Changing brands
I’m not very consistent. Since 2006, www.ksawyerpaul.blog has had fourteen redesigns. It started as an iWeb file, then moved to Rapidweaver, Wordpress, back to iWeb, and then finally Tumblr. I think I’ve had ten or twelve different themes here at Tumblr. I’ve paid for two of them, including this one. My small press, my little business, Gredunza Press, has seen almost as many redesigns and shifts in focus.
I’m worse with my other ventures. As a music journalist, I wrote under three different names, four different brands, and five different websites. It was impossible to keep track. When I changed my online handle from Kyle David Paul to K Sawyer Paul in 2006, I remember Shawn from Broken Dial getting irate at me. Totally understandably, my readership dipped when I changed my name. I had a brand, and I changed it, and people who followed me before couldn’t find me.
I’m perhaps most popular online as a writer of wrestling journalism, and its to people who have enjoyed my work here I’ve been perhaps the worst to. They suffered through the name change the brand change, my random disappearances, my wildly inconsistent shifts in quality (if you ever care to find my archive from 2007 at Pulse Wrestling, you’ll notice some articles that were okay and others entirely unreadable), and too many website changes to count. My recent decision to alter The Footnotes of Wrestling into the new International Object ruffled some feathers, and I’m sure I lost some readers, and I’m sorry.

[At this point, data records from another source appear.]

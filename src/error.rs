use axum::http::StatusCode;
use axum::response::{IntoResponse, Response};
use axum::Json;
use serde_json::json;

#[derive(Debug, Clone, PartialEq, thiserror::Error)]
pub enum DispatchError {
    #[error("Unknown workout type {tag:?}; expected one of {valid:?}")]
    UnknownWorkoutType {
        tag: String,
        valid: Vec<&'static str>,
    },
    #[error("Workout type {tag} takes {expected} values, got {got}")]
    ArityMismatch {
        tag: &'static str,
        expected: usize,
        got: usize,
    },
}

#[derive(Debug, Clone, PartialEq, thiserror::Error)]
pub enum ComputeError {
    #[error("Division by zero: {quantity} must be non-zero")]
    DivisionByZero { quantity: &'static str },
}

#[derive(Debug, thiserror::Error)]
pub enum AppError {
    #[error(transparent)]
    Dispatch(#[from] DispatchError),
    #[error(transparent)]
    Compute(#[from] ComputeError),
    #[error("Invalid request: {0}")]
    BadRequest(String),
    #[error("Invalid input: {0}")]
    Json(#[from] serde_json::Error),
    #[error("I/O error: {0}")]
    Io(#[from] std::io::Error),
    #[error("Internal error: {0}")]
    Internal(String),
}

impl IntoResponse for AppError {
    fn into_response(self) -> Response {
        let (status, message) = match &self {
            AppError::Dispatch(_)
            | AppError::Compute(_)
            | AppError::BadRequest(_)
            | AppError::Json(_) => (StatusCode::BAD_REQUEST, self.to_string()),
            AppError::Io(_) | AppError::Internal(_) => {
                (StatusCode::INTERNAL_SERVER_ERROR, self.to_string())
            }
        };

        let body = Json(json!({
            "error": message
        }));

        (status, body).into_response()
    }
}
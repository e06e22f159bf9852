use crate::config::Config;
use std::sync::Arc;

#[derive(Clone)]
pub struct AppState {
    config: Arc<Config>,
}

impl AppState {
    pub fn new(config: Config) -> Self {
        Self {
            config: Arc::new(config),
        }
    }

    pub fn config(&self) -> &Config {
        &self.config
    }
}
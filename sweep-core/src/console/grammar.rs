//! Operator command grammar.
//!
//! Keywords are case-insensitive and separated by ASCII whitespace. Ports are
//! taken verbatim up to the next whitespace.

use core::fmt;

use winnow::ascii::{Caseless, digit1, space0, space1};
use winnow::combinator::{alt, cut_err, delimited, eof, opt, peek, preceded, terminated};
use winnow::error::{ContextError, ErrMode, StrContext};
use winnow::prelude::*;
use winnow::token::{any, literal, take_till};

use crate::session::Role;
use crate::sweep::{MAX_MCS, Snr};

/// Parsed operator command.
#[derive(Clone, Debug, PartialEq, Eq)]
pub enum ConsoleCommand<'a> {
    StartServer { port: &'a str, snr: Snr },
    StopServer,
    StartClient { port: &'a str, mcs: u8 },
    StopClient,
    StopAll,
    StartSweep,
    StopSweep,
    Reset(Role),
    Status,
    /// Newest engine events, `count` of them when given.
    History { count: Option<u16> },
    Help { topic: Option<&'a str> },
    Quit,
}

/// Rejected input line.
#[derive(Clone, Copy, Debug, PartialEq, Eq)]
pub enum CommandParseError {
    Empty,
    Invalid {
        offset: usize,
        expected: Option<&'static str>,
    },
}

impl fmt::Display for CommandParseError {
    fn fmt(&self, f: &mut fmt::Formatter<'_>) -> fmt::Result {
        match self {
            CommandParseError::Empty => f.write_str("empty command"),
            CommandParseError::Invalid {
                offset,
                expected: Some(expected),
            } => write!(f, "expected {expected} at column {}", offset + 1),
            CommandParseError::Invalid {
                offset,
                expected: None,
            } => write!(f, "unrecognised input at column {}; try `help`", offset + 1),
        }
    }
}

impl core::error::Error for CommandParseError {}

/// Parses one console line.
///
/// # Errors
///
/// [`CommandParseError::Empty`] for blank input, otherwise the offset of the
/// first character that could not be parsed.
pub fn parse_command(line: &str) -> Result<ConsoleCommand<'_>, CommandParseError> {
    if line.trim().is_empty() {
        return Err(CommandParseError::Empty);
    }
    delimited(space0, command, space0)
        .parse(line)
        .map_err(|err| CommandParseError::Invalid {
            offset: err.offset(),
            expected: err.inner().context().find_map(|context| match context {
                StrContext::Label(label) => Some(*label),
                _ => None,
            }),
        })
}

fn command<'a>(input: &mut &'a str) -> ModalResult<ConsoleCommand<'a>> {
    alt((
        server,
        client,
        sweep,
        reset,
        help,
        history,
        keyword("stop").value(ConsoleCommand::StopAll),
        keyword("status").value(ConsoleCommand::Status),
        alt((keyword("quit"), keyword("exit"))).value(ConsoleCommand::Quit),
    ))
    .context(StrContext::Label("command"))
    .parse_next(input)
}

fn server<'a>(input: &mut &'a str) -> ModalResult<ConsoleCommand<'a>> {
    preceded(
        (keyword("server"), space1),
        cut_err(alt((
            preceded((keyword("start"), space1), (port, preceded(space1, snr)))
                .map(|(port, snr)| ConsoleCommand::StartServer { port, snr }),
            keyword("stop").value(ConsoleCommand::StopServer),
        )))
        .context(StrContext::Label("`start <port> <snr>` or `stop`")),
    )
    .parse_next(input)
}

fn client<'a>(input: &mut &'a str) -> ModalResult<ConsoleCommand<'a>> {
    preceded(
        (keyword("client"), space1),
        cut_err(alt((
            preceded((keyword("start"), space1), (port, preceded(space1, mcs)))
                .map(|(port, mcs)| ConsoleCommand::StartClient { port, mcs }),
            keyword("stop").value(ConsoleCommand::StopClient),
        )))
        .context(StrContext::Label("`start <port> <mcs>` or `stop`")),
    )
    .parse_next(input)
}

fn sweep<'a>(input: &mut &'a str) -> ModalResult<ConsoleCommand<'a>> {
    preceded(
        (keyword("sweep"), space1),
        cut_err(alt((
            keyword("start").value(ConsoleCommand::StartSweep),
            keyword("stop").value(ConsoleCommand::StopSweep),
        )))
        .context(StrContext::Label("`start` or `stop`")),
    )
    .parse_next(input)
}

fn reset<'a>(input: &mut &'a str) -> ModalResult<ConsoleCommand<'a>> {
    preceded(
        (keyword("reset"), space1),
        cut_err(alt((
            keyword("server").value(Role::Server),
            keyword("client").value(Role::Client),
        )))
        .context(StrContext::Label("`server` or `client`")),
    )
    .map(ConsoleCommand::Reset)
    .parse_next(input)
}

fn help<'a>(input: &mut &'a str) -> ModalResult<ConsoleCommand<'a>> {
    preceded(keyword("help"), opt(preceded(space1, word)))
        .map(|topic| ConsoleCommand::Help { topic })
        .parse_next(input)
}

fn history<'a>(input: &mut &'a str) -> ModalResult<ConsoleCommand<'a>> {
    preceded(
        keyword("history"),
        opt(preceded(
            (space1, peek(any)),
            cut_err(
                terminated(digit1, peek(alt((space1, eof))))
                    .try_map(str::parse::<u16>)
                    .verify(|count| *count > 0),
            )
            .context(StrContext::Label("event count")),
        )),
    )
    .map(|count| ConsoleCommand::History { count })
    .parse_next(input)
}

fn port<'a>(input: &mut &'a str) -> ModalResult<&'a str> {
    word.context(StrContext::Label("port")).parse_next(input)
}

fn snr(input: &mut &str) -> ModalResult<Snr> {
    cut_err(word.try_map(str::parse::<Snr>))
        .context(StrContext::Label("snr in dB"))
        .parse_next(input)
}

fn mcs(input: &mut &str) -> ModalResult<u8> {
    cut_err(
        terminated(digit1, peek(alt((space1, eof))))
            .try_map(str::parse::<u8>)
            .verify(|mcs| *mcs <= MAX_MCS),
    )
    .context(StrContext::Label("mcs between 0 and 4"))
    .parse_next(input)
}

fn word<'a>(input: &mut &'a str) -> ModalResult<&'a str> {
    take_till(1.., |c: char| c.is_ascii_whitespace()).parse_next(input)
}

/// Case-insensitive keyword that must end at whitespace or end of input.
fn keyword<'a>(name: &'static str) -> impl Parser<&'a str, &'a str, ErrMode<ContextError>> {
    terminated(literal(Caseless(name)), peek(alt((space1, eof))))
}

Why do I do this? I honestly don’t know. A lot of it has to do with avoiding stagnation. If I’m feeling like I’ve got writer’s block, I’ll rearrange my office. I know it doesn’t help, but I can’t stop myself. It’s probably the same with website designs and branding decisions. I know the change won’t necessarily make me write more, but sometimes it does. Sometimes it’s the kick in the ass that I need.
There are benefits to redesigns and focus shifts, of course. You can attract readers who may have never seen your previous work. And I do believe people who like my work will stick with me, will find a way to keep up. The people I tend to lose are casual readers. I have nothing against casual readers, and I don’t like losing them. But I also don’t have a solution to that problem.
I can’t promise I’ll never rearrange the deck chairs again, but I’m feeling really comfortable in my current setup. I’m 1000% happier with the wrestling site now that it’s called International Object and it has its own domain. I’m a lot happier that I’ve gotten rid of the Aggressive Art stuff on this site, as it took away the focus from my personal work. I re-launched my first novel a few weeks ago, and it looks great. I did that to get myself ready for the release of the next novel, which is only a few months away.
Thanks for understanding that I’m totally crazy.